Flutes had from two to five holes, and their ranges went from sweet and innocent to dark echoes of the pre-Columbian inner world. The majority of those between 4 and 8 inches long were cheerful and songlike, and could also be made to sound like birds. Those from 8 to 12 inches long had a medium sound, neither high-pitched nor deep. Those more than 12 inches long tended toward a mysterious sound. They were made of clay, and almost all were decorated with human or animal images. Flutes also could consist of two, three, or four parallel tubes connected to one mouthpiece. Reed flutes, which are still played today, were quite common.
Conch shells were used in the worship of the sun god, as well as to call the people together. Clay facsimiles of conch shells were made that replicated the sounds of the natural ones.
Small trumpets were made of clay, medium-sized ones were fashioned from large calabashes, and the largest, like those depicted in the Mayan mural at Bonampak, were of wood. These large trumpets had a very deep and muffled sound compared with the shrillness of the small clay trumpets.
The horizontal log drum, or teponaztli, is sometimes described as a two-keyed xylophone. It resembled a wooden log enclosed at each end and was often covered with carved designs. An I-shaped slit cut in the top allowed the tongues on each side to produce a different warm watery tone when struck by mallets with natural rubber tips called olmaitl. An "I" was also cut in the base to increase volume. A drummer usually stood upright to play the teponaztli, which was placed on a support.
The skins of deer, jaguars, and monkeys were combined with wood and clay in a great many shapes and sizes to make drums. An example notable for its expressive power and ritual use is the huéhuetl, or zakatán, a large, three-legged, vertical drum that the musician played with the hands while standing.

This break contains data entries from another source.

//! Interview session state machine
//!
//! The thread "step" protocol is modeled as an explicit finite-state
//! machine rather than relying on incidental ordering in the rendering
//! loop. The server drives the turn-taking: the client asks for a step,
//! gets back either a question or a terminal signal, and submits exactly
//! one validated answer per presented question.
//!
//! Everything here is pure state and validation; network I/O lives in the
//! thread command handler.

use crate::api::types::{Answer, Question, QuestionType, StepResponse, OTHER_CHOICE_ID};
use crate::error::{HarnessError, Result};

/// Client-side state of one interview session
///
/// Transitions:
/// `AwaitingQuestion → QuestionPresented → (Submitting → AwaitingQuestion) | Done`
#[derive(Debug, Clone, PartialEq)]
pub enum InterviewState {
    /// A step request is outstanding (or about to be issued)
    AwaitingQuestion,
    /// The server issued a question; an answer draft is being composed
    QuestionPresented(Question),
    /// A validated answer is in flight
    Submitting,
    /// The server signalled completion; no further interaction is offered
    Done,
}

impl InterviewState {
    /// Fold a step response into the next state
    ///
    /// A `done` response is terminal from any state. A non-done response
    /// must carry a question; a response with neither is a protocol
    /// violation.
    pub fn from_step(response: StepResponse) -> Result<Self> {
        if response.done {
            return Ok(Self::Done);
        }
        match response.question {
            Some(question) => Ok(Self::QuestionPresented(question)),
            None => anyhow::bail!("step response carried neither done nor a question"),
        }
    }

    /// The currently presented question, if any
    pub fn question(&self) -> Option<&Question> {
        match self {
            Self::QuestionPresented(question) => Some(question),
            _ => None,
        }
    }

    /// Whether the session reached its terminal state
    pub fn is_done(&self) -> bool {
        matches!(self, Self::Done)
    }
}

/// In-progress answer, keyed to the question it replies to
///
/// A fresh draft is created whenever a new question is presented, so
/// leftover input from the previous turn can never leak into the next
/// submission.
#[derive(Debug, Clone, PartialEq, Eq)]
pub struct AnswerDraft {
    question_id: String,
    choice_id: Option<String>,
    free_text: Option<String>,
}

impl AnswerDraft {
    /// Empty draft for a newly presented question
    pub fn for_question(question: &Question) -> Self {
        Self {
            question_id: question.id.clone(),
            choice_id: None,
            free_text: None,
        }
    }

    /// Record the selected choice id
    pub fn select_choice(&mut self, choice_id: impl Into<String>) {
        self.choice_id = Some(choice_id.into());
    }

    /// Record free text; blank input leaves the field unset
    pub fn set_free_text(&mut self, text: &str) {
        let trimmed = text.trim();
        self.free_text = if trimmed.is_empty() {
            None
        } else {
            Some(trimmed.to_string())
        };
    }

    /// The selected choice id, if any
    pub fn choice_id(&self) -> Option<&str> {
        self.choice_id.as_deref()
    }

    /// Whether the sentinel `OTHER` choice is selected
    ///
    /// When true, the free-text prompt is framed as a required explanation
    /// rather than an optional elaboration. The distinction is purely
    /// presentational; validation treats both the same way.
    pub fn requires_explanation(&self) -> bool {
        self.choice_id.as_deref() == Some(OTHER_CHOICE_ID)
    }

    /// Convert the draft into the wire answer
    pub fn into_answer(self) -> Answer {
        Answer {
            question_id: self.question_id,
            choice_id: self.choice_id,
            free_text: self.free_text,
        }
    }
}

/// Validate a draft against its question before any request is sent
///
/// A `multiple_choice` question requires either a selected choice or free
/// text; a `short_answer` question requires free text. A violation blocks
/// submission client-side.
pub fn validate_answer(question: &Question, draft: &AnswerDraft) -> Result<()> {
    match question.question_type {
        QuestionType::MultipleChoice => {
            if draft.choice_id.is_none() && draft.free_text.is_none() {
                return Err(HarnessError::Validation(
                    "select an option or provide text".to_string(),
                )
                .into());
            }
        }
        QuestionType::ShortAnswer => {
            if draft.free_text.is_none() {
                return Err(HarnessError::Validation("an answer is required".to_string()).into());
            }
        }
    }
    Ok(())
}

The teponazhuéhuetl was a combination instrument similar to the teponaztli but with a skin at each end of the cylindrical body. Small clay bongos with sharp, cheerful tones also were made.

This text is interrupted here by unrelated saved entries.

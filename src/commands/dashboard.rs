//! Dashboard command handler
//!
//! Loads threads, the coverage grid, and the profile concurrently, then
//! renders the coverage heatmap and a thread table. The three fetches are
//! all-or-nothing: a failure in any one fails the whole load, so the
//! dashboard never renders from partial data.

use crate::api::types::{CoverageCell, Profile, Thread};
use crate::api::ApiClient;
use crate::config::Config;
use crate::error::Result;
use crate::heatmap::CoverageGrid;
use crate::session::Session;

use colored::Colorize;
use prettytable::{row, Table};

/// Everything the dashboard renders from
#[derive(Debug)]
pub struct Overview {
    pub threads: Vec<Thread>,
    pub coverage: Vec<CoverageCell>,
    pub profile: Profile,
}

/// Fetch threads, coverage, and profile concurrently
///
/// No partial-success rendering: any failed fetch fails the combined load.
pub async fn load_overview(api: &ApiClient) -> Result<Overview> {
    let (threads, coverage, profile) = tokio::try_join!(
        api.list_threads(),
        api.coverage_grid(),
        api.get_profile(),
    )?;
    Ok(Overview {
        threads,
        coverage,
        profile,
    })
}

/// Render the dashboard
pub async fn run_dashboard(config: &Config) -> Result<()> {
    let session = Session::load()?;
    let token = session.require_token()?;
    let api = ApiClient::new(&config.api)?.with_token(Some(token.to_string()));

    let overview = load_overview(&api).await?;

    println!("\n{}", "Life Harness Dashboard".bold());
    println!("Welcome back! Continue documenting your life story.");
    if let Some(intensity) = &overview.profile.intensity {
        println!("Interview intensity: {}", intensity);
    }

    println!("\n{}", "Coverage Heatmap".bold());
    println!("Which life areas you've explored; darker means more coverage.");
    CoverageGrid::from_cells(&overview.coverage).render().printstd();

    println!("\n{}", "Your Threads".bold());
    if overview.threads.is_empty() {
        println!("No threads yet. Run `lifeharness thread new` to start documenting your life!");
    } else {
        thread_table(&overview.threads).printstd();
    }

    Ok(())
}

/// Build the thread overview table
pub fn thread_table(threads: &[Thread]) -> Table {
    let mut table = Table::new();
    table.add_row(row![b => "Id", "Title", "Prompt", "Questions", "Last activity"]);
    for thread in threads {
        table.add_row(row![
            thread.id,
            thread.title,
            truncate(&thread.root_prompt, 48),
            thread.questions_asked,
            thread.last_activity_at.format("%Y-%m-%d %H:%M"),
        ]);
    }
    table
}

fn truncate(text: &str, max_chars: usize) -> String {
    if text.chars().count() <= max_chars {
        text.to_string()
    } else {
        let cut: String = text.chars().take(max_chars).collect();
        format!("{}…", cut)
    }
}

An unusual percussion instrument was the water drum, so called because it consisted of a vessel containing water on which floated half of a hollowed-out calabash, its convex side facing the musician. This was beaten with a stick covered with corn leaves.

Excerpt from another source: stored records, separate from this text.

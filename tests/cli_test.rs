//! Binary-level CLI parsing checks
//!
//! These only exercise argument parsing paths that exit before any
//! network or keyring access.

use assert_cmd::Command;
use predicates::prelude::*;

#[test]
fn test_help_lists_subcommands() {
    Command::cargo_bin("lifeharness")
        .unwrap()
        .arg("--help")
        .assert()
        .success()
        .stdout(predicate::str::contains("dashboard"))
        .stdout(predicate::str::contains("thread"))
        .stdout(predicate::str::contains("entries"))
        .stdout(predicate::str::contains("autobiography"));
}

#[test]
fn test_unknown_subcommand_fails() {
    Command::cargo_bin("lifeharness")
        .unwrap()
        .arg("frobnicate")
        .assert()
        .failure()
        .stderr(predicate::str::contains("unrecognized subcommand"));
}

#[test]
fn test_thread_new_requires_title_and_prompt() {
    Command::cargo_bin("lifeharness")
        .unwrap()
        .args(["thread", "new", "--title", "College"])
        .assert()
        .failure()
        .stderr(predicate::str::contains("--prompt"));
}

#[test]
fn test_version_flag() {
    Command::cargo_bin("lifeharness")
        .unwrap()
        .arg("--version")
        .assert()
        .success()
        .stdout(predicate::str::contains("lifeharness"));
}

The turtle shell was played with a deer antler, a rubber stick, or a tree branch. Different shells produced different tones.
A stone became a percussion instrument when struck against a smaller one. The sound was crystalline and quite resonant, very similar to bottles containing water.
Probably the clay vessel was played as an instrument before the Conquest, since it is still heard today in the indigenous music of various regions and cultures with roots in the Mesoamerican past. However, no documented proof of this exists.
Whether or not string instruments existed is unknown, except for (probably) the musical bow. This was a type of hunting bow whose cord was beaten with two arrows, using a large calabash as a resonator. Today this is known as the tepehuano bow.
Robert Stevenson, Music in Aztec and Inca Territory (1968).
Norman Hammond, Classic Maya Music (1972).
Sibyl Marcuse, Musical Instruments: A Comprehensive Dictionary (1975).
Luis Antonio Escobar, La música precolombina (1985); Instrumentos musicales de América Latina y el Caribe (1988).
Archaeology, Inc. Secrets of the Maya. New York: Hather-leigh Press, 2003.
Gómez, Luis Antonio. El libro de música Mexica a través de los cantares mexicanos. México: Colegio Nacional de Bibliotecarios: Información Científica Internacional, 2001.